**What you have to do:** Copy every line that contains the string "None" from the entries below.

**Source records:**

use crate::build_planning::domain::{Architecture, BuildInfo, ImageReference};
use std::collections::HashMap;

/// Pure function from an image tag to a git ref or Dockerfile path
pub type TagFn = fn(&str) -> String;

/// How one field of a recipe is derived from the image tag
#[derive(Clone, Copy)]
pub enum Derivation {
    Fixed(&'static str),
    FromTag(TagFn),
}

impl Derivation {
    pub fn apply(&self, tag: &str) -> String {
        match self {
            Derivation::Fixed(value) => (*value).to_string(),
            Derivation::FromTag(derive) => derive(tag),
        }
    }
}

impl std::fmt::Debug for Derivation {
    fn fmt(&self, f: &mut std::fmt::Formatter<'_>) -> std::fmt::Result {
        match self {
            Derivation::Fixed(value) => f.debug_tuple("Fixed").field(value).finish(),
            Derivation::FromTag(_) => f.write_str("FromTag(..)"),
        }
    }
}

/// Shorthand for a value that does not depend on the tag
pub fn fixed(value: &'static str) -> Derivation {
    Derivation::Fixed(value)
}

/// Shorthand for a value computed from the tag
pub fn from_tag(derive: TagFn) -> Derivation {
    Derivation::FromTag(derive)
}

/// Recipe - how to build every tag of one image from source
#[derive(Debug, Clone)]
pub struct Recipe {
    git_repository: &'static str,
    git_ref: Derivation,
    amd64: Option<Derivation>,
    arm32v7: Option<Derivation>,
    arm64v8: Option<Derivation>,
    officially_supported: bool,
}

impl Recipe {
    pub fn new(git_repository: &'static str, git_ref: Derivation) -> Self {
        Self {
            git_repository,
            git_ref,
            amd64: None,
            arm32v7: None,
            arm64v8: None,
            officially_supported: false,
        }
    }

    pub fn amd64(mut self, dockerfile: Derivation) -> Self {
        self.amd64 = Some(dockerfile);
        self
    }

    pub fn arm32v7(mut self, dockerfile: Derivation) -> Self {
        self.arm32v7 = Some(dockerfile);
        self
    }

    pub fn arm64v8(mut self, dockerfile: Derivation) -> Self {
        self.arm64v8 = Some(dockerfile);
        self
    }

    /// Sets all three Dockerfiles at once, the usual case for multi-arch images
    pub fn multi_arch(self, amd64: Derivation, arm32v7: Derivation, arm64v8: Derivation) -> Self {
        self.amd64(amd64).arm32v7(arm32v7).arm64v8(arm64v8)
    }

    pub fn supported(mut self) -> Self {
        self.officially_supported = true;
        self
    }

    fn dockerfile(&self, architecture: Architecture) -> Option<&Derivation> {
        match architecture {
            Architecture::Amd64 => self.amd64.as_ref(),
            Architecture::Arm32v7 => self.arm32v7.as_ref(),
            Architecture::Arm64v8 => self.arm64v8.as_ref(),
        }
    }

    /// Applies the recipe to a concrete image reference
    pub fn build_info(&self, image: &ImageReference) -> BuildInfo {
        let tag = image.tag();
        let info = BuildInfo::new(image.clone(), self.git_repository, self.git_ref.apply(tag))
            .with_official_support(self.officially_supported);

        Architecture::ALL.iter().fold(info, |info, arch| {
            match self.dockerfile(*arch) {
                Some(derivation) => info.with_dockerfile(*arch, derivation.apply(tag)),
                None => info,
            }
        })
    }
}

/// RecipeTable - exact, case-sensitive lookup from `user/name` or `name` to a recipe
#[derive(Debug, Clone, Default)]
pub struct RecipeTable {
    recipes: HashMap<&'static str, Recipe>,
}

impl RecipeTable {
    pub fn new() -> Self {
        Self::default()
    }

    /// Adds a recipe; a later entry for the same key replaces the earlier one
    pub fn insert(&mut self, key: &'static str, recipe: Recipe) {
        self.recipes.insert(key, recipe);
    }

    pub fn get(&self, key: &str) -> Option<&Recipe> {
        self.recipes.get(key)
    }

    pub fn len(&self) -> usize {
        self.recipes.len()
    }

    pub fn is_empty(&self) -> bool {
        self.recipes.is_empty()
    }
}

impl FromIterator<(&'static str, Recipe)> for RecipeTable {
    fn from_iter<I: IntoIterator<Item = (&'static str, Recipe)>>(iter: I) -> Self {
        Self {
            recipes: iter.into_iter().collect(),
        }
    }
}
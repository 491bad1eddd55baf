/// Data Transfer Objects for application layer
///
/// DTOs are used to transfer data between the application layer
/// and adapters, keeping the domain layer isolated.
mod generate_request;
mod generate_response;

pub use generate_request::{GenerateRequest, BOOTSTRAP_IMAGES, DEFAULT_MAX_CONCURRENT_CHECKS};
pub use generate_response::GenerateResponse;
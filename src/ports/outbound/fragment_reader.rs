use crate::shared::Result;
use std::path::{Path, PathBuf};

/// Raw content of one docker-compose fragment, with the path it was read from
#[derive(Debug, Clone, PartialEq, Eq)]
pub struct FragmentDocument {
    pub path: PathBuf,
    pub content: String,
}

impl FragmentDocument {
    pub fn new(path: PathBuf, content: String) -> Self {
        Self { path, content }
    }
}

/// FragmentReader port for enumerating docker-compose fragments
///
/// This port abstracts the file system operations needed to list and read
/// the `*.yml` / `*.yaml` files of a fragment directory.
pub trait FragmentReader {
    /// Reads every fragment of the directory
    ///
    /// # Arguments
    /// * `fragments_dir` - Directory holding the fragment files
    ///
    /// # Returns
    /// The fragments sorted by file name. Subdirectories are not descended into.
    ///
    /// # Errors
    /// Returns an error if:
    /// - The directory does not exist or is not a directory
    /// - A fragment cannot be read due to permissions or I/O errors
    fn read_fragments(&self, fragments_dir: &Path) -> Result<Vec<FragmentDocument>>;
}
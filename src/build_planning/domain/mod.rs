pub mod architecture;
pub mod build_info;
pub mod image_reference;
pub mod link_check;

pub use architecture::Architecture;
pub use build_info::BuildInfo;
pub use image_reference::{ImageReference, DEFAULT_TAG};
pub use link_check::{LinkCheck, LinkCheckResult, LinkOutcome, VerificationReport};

**Task output:**
            amd64: None,
            arm32v7: None,
            arm64v8: None,
                None => info,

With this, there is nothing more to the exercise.